Farm near Lambourn, West Berkshire, England

Sheepdrove Organic Farm is a farm near Lambourn, West Berkshire, England. The farm gained a public profile when Juliet and Peter Kindersley took the UK government to court over its handling of the 2001 outbreak of foot-and-mouth disease. They also campaigned for a different approach to the 2007 FMD outbreak.

The Kindersleys established Sheepdrove Organic Farm during the late 1990s after the acquisition of land neighbouring their home at Sheepdrove Farmhouse. The holding was put through organic conversion under Soil Association UK certification and uses an organic rotation system with a broad range of livestock and crops and has a policy of environmental sustainability.

== Location ==
The farm is situated on 900 hectares of chalk downland in an area that crosses the boundary of Oxfordshire and Berkshire, near the village of Lambourn. The local landscape is recognised as nationally important, being in the North Wessex Downs Area of Outstanding Natural Beauty.

== The business ==
It is a diversified farm, producing crops and livestock, processing and marketing its food, and with additional enterprises. On the site are Sheepdrove Event Venue, facilities for on-site butchery, organic herb plots, and rented housing.

Sheepdrove Event Venue was opened in June 2004 by Prince Charles. It has a timber frame, cedar roof shingles, wooden panel interiors, a wall made of re-utilised chalk and panels made of recycled plastic. The building gained the 2005 Special Award for Sustainable Architecture from the Civic Trust Awards.

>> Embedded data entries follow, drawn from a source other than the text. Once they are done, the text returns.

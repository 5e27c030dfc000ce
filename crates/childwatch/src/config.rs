//! Configuration management for childwatch.
//!
//! This module provides configuration loading and validation using figment,
//! supporting TOML config files, environment variables, and defaults.

use std::path::PathBuf;
use std::time::Duration;

use figment::{
    providers::{Env, Format, Serialized, Toml},
    Figment,
};
use serde::{Deserialize, Serialize};

use crate::alert::DEFAULT_MAX_MESSAGE_LENGTH;
use crate::error::{Error, Result};
use crate::storage::{LengthPolicy, StoreLimits};

/// Default configuration file name.
const CONFIG_FILE_NAME: &str = "config.toml";

/// Default data directory name.
const DATA_DIR_NAME: &str = "childwatch";

/// Default database file name.
const DATABASE_FILE_NAME: &str = "alerts.db";

/// rumqttc refuses keep-alive intervals shorter than this.
const MIN_KEEP_ALIVE_SECS: u64 = 5;

/// Placeholder shown instead of secrets.
const REDACTED: &str = "********";

/// Application configuration.
///
/// Configuration is loaded from (in order of precedence, highest first):
/// 1. Environment variables (prefixed with `CHILDWATCH_`, sections split on `__`)
/// 2. TOML config file at `~/.config/childwatch/config.toml`
/// 3. Default values
#[derive(Debug, Clone, Default, PartialEq, Serialize, Deserialize)]
#[serde(default)]
pub struct Config {
    /// Storage configuration.
    pub storage: StorageConfig,
    /// Broker configuration.
    pub broker: BrokerConfig,
    /// Notification configuration.
    pub notification: NotificationConfig,
}

/// Storage-related configuration.
#[derive(Debug, Clone, PartialEq, Serialize, Deserialize)]
#[serde(default)]
pub struct StorageConfig {
    /// Path to the database file.
    /// Defaults to `~/.local/share/childwatch/alerts.db`
    pub database_path: Option<PathBuf>,
    /// Alerts older than this many hours are expired.
    pub retention_hours: u32,
    /// Maximum alert message length in characters.
    pub max_message_length: usize,
    /// What to do with messages longer than `max_message_length`.
    pub overlong_messages: LengthPolicy,
    /// Run expiry every N minutes while the service runs. 0 = only at startup.
    pub sweep_interval_minutes: u32,
}

/// Broker-related configuration.
#[derive(Debug, Clone, PartialEq, Serialize, Deserialize)]
#[serde(default)]
pub struct BrokerConfig {
    /// Broker host name.
    pub host: String,
    /// Broker TCP port.
    pub port: u16,
    /// MQTT client id. Generated per process when unset.
    pub client_id: Option<String>,
    /// Topic carrying alert messages.
    pub topic: String,
    /// MQTT keep-alive interval in seconds.
    pub keep_alive_secs: u64,
    /// Pause before the transport retries a lost connection, in milliseconds.
    pub reconnect_delay_ms: u64,
    /// Capacity of the queue between the transport and ingestion.
    pub queue_capacity: usize,
    /// Optional broker user name.
    pub username: Option<String>,
    /// Optional broker password.
    pub password: Option<String>,
}

/// Notification-related configuration.
#[derive(Debug, Clone, PartialEq, Serialize, Deserialize)]
#[serde(default)]
pub struct NotificationConfig {
    /// Title of every alert notification.
    pub title: String,
    /// Identifier of the host notification channel.
    pub channel_id: String,
    /// Human-readable channel name.
    pub channel_name: String,
    /// Channel description shown by the host.
    pub channel_description: String,
}

impl Default for StorageConfig {
    fn default() -> Self {
        Self {
            database_path: None,
            retention_hours: 24,
            max_message_length: DEFAULT_MAX_MESSAGE_LENGTH,
            overlong_messages: LengthPolicy::Truncate,
            sweep_interval_minutes: 0,
        }
    }
}

impl Default for BrokerConfig {
    fn default() -> Self {
        Self {
            host: "broker.hivemq.com".to_string(),
            port: 1883,
            client_id: None,
            topic: "iot/notifications".to_string(),
            keep_alive_secs: 60,
            reconnect_delay_ms: 5_000,
            queue_capacity: 64,
            username: None,
            password: None,
        }
    }
}

impl Default for NotificationConfig {
    fn default() -> Self {
        Self {
            title: "CHILD SAFETY ALERT".to_string(),
            channel_id: "child_safety_channel".to_string(),
            channel_name: "Child safety alerts".to_string(),
            channel_description: "Alerts raised by the child safety sensor station".to_string(),
        }
    }
}

impl BrokerConfig {
    /// `host:port` of the broker.
    #[must_use]
    pub fn endpoint(&self) -> String {
        format!("{}:{}", self.host, self.port)
    }

    /// The configured client id, or a fresh one unique to this process.
    #[must_use]
    pub fn resolved_client_id(&self) -> String {
        self.client_id.clone().unwrap_or_else(|| {
            format!(
                "childwatch-{}-{}",
                std::process::id(),
                chrono::Utc::now().timestamp_millis()
            )
        })
    }

    /// Keep-alive interval as a Duration.
    #[must_use]
    pub fn keep_alive(&self) -> Duration {
        Duration::from_secs(self.keep_alive_secs)
    }

    /// Reconnect delay as a Duration.
    #[must_use]
    pub fn reconnect_delay(&self) -> Duration {
        Duration::from_millis(self.reconnect_delay_ms)
    }
}

impl Config {
    /// Load configuration from all sources.
    ///
    /// # Errors
    ///
    /// Returns an error if configuration loading or parsing fails.
    pub fn load() -> Result<Self> {
        Self::load_from(None)
    }

    /// Load configuration with an optional custom config path.
    ///
    /// # Errors
    ///
    /// Returns an error if configuration loading or parsing fails.
    pub fn load_from(config_path: Option<PathBuf>) -> Result<Self> {
        let config_file = config_path.unwrap_or_else(Self::default_config_path);

        let figment = Figment::new()
            .merge(Serialized::defaults(Config::default()))
            .merge(Toml::file(&config_file))
            .merge(Env::prefixed("CHILDWATCH_").split("__"));

        let config: Config = figment.extract()?;
        config.validate()?;
        Ok(config)
    }

    /// Get the default configuration file path.
    #[must_use]
    pub fn default_config_path() -> PathBuf {
        dirs::config_dir()
            .unwrap_or_else(|| PathBuf::from(".config"))
            .join(DATA_DIR_NAME)
            .join(CONFIG_FILE_NAME)
    }

    /// Get the default data directory path.
    #[must_use]
    pub fn default_data_dir() -> PathBuf {
        dirs::data_local_dir()
            .unwrap_or_else(|| PathBuf::from(".local/share"))
            .join(DATA_DIR_NAME)
    }

    /// Validate the configuration.
    ///
    /// # Errors
    ///
    /// Returns an error if any configuration values are invalid.
    pub fn validate(&self) -> Result<()> {
        let invalid = |message: String| Err(Error::ConfigValidation { message });

        if self.broker.host.trim().is_empty() {
            return invalid("broker.host must not be empty".to_string());
        }
        if self.broker.port == 0 {
            return invalid("broker.port must be greater than 0".to_string());
        }
        if self.broker.topic.trim().is_empty() {
            return invalid("broker.topic must not be empty".to_string());
        }
        if self.broker.keep_alive_secs < MIN_KEEP_ALIVE_SECS {
            return invalid(format!(
                "broker.keep_alive_secs ({}) must be at least {MIN_KEEP_ALIVE_SECS}",
                self.broker.keep_alive_secs
            ));
        }
        if self.broker.queue_capacity == 0 {
            return invalid("broker.queue_capacity must be greater than 0".to_string());
        }
        if self.storage.max_message_length == 0 {
            return invalid("storage.max_message_length must be greater than 0".to_string());
        }
        if self.storage.retention_hours == 0 {
            return invalid("storage.retention_hours must be greater than 0".to_string());
        }

        Ok(())
    }

    /// Get the database path, resolving defaults if not set.
    #[must_use]
    pub fn database_path(&self) -> PathBuf {
        self.storage
            .database_path
            .clone()
            .unwrap_or_else(|| Self::default_data_dir().join(DATABASE_FILE_NAME))
    }

    /// Store limits derived from the storage section.
    #[must_use]
    pub fn store_limits(&self) -> StoreLimits {
        StoreLimits {
            max_message_length: self.storage.max_message_length,
            length_policy: self.storage.overlong_messages,
            retention: chrono::Duration::hours(i64::from(self.storage.retention_hours)),
        }
    }

    /// Get the periodic expiry interval, if enabled.
    #[must_use]
    pub fn sweep_interval(&self) -> Option<Duration> {
        if self.storage.sweep_interval_minutes == 0 {
            None
        } else {
            Some(Duration::from_secs(
                u64::from(self.storage.sweep_interval_minutes) * 60,
            ))
        }
    }

    /// A copy safe to print: the broker password is masked.
    #[must_use]
    pub fn redacted(&self) -> Self {
        let mut config = self.clone();
        if config.broker.password.is_some() {
            config.broker.password = Some(REDACTED.to_string());
        }
        config
    }
}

The venue is licensed by West Berkshire for weddings.

Projects at the farm include:
- The reedbed water treatment system: waste water from the farm, conference centre, processing unit and houses is treated in the constructed wetland of a reedbed system.

Sheepdrove has entered the Defra agri-environment schemes to help support farmland biodiversity including special measures to restore habitats such as Sheepdrove Rare Butterfly Project which aims to attract marsh fritillaries. The farm has records of 25 species of butterfly, 10 species of bee, 6 species of bat and 104 species of bird (including 5 types of owl). Notable plants include the goldilocks buttercup, field gromwell and Venus's looking-glass.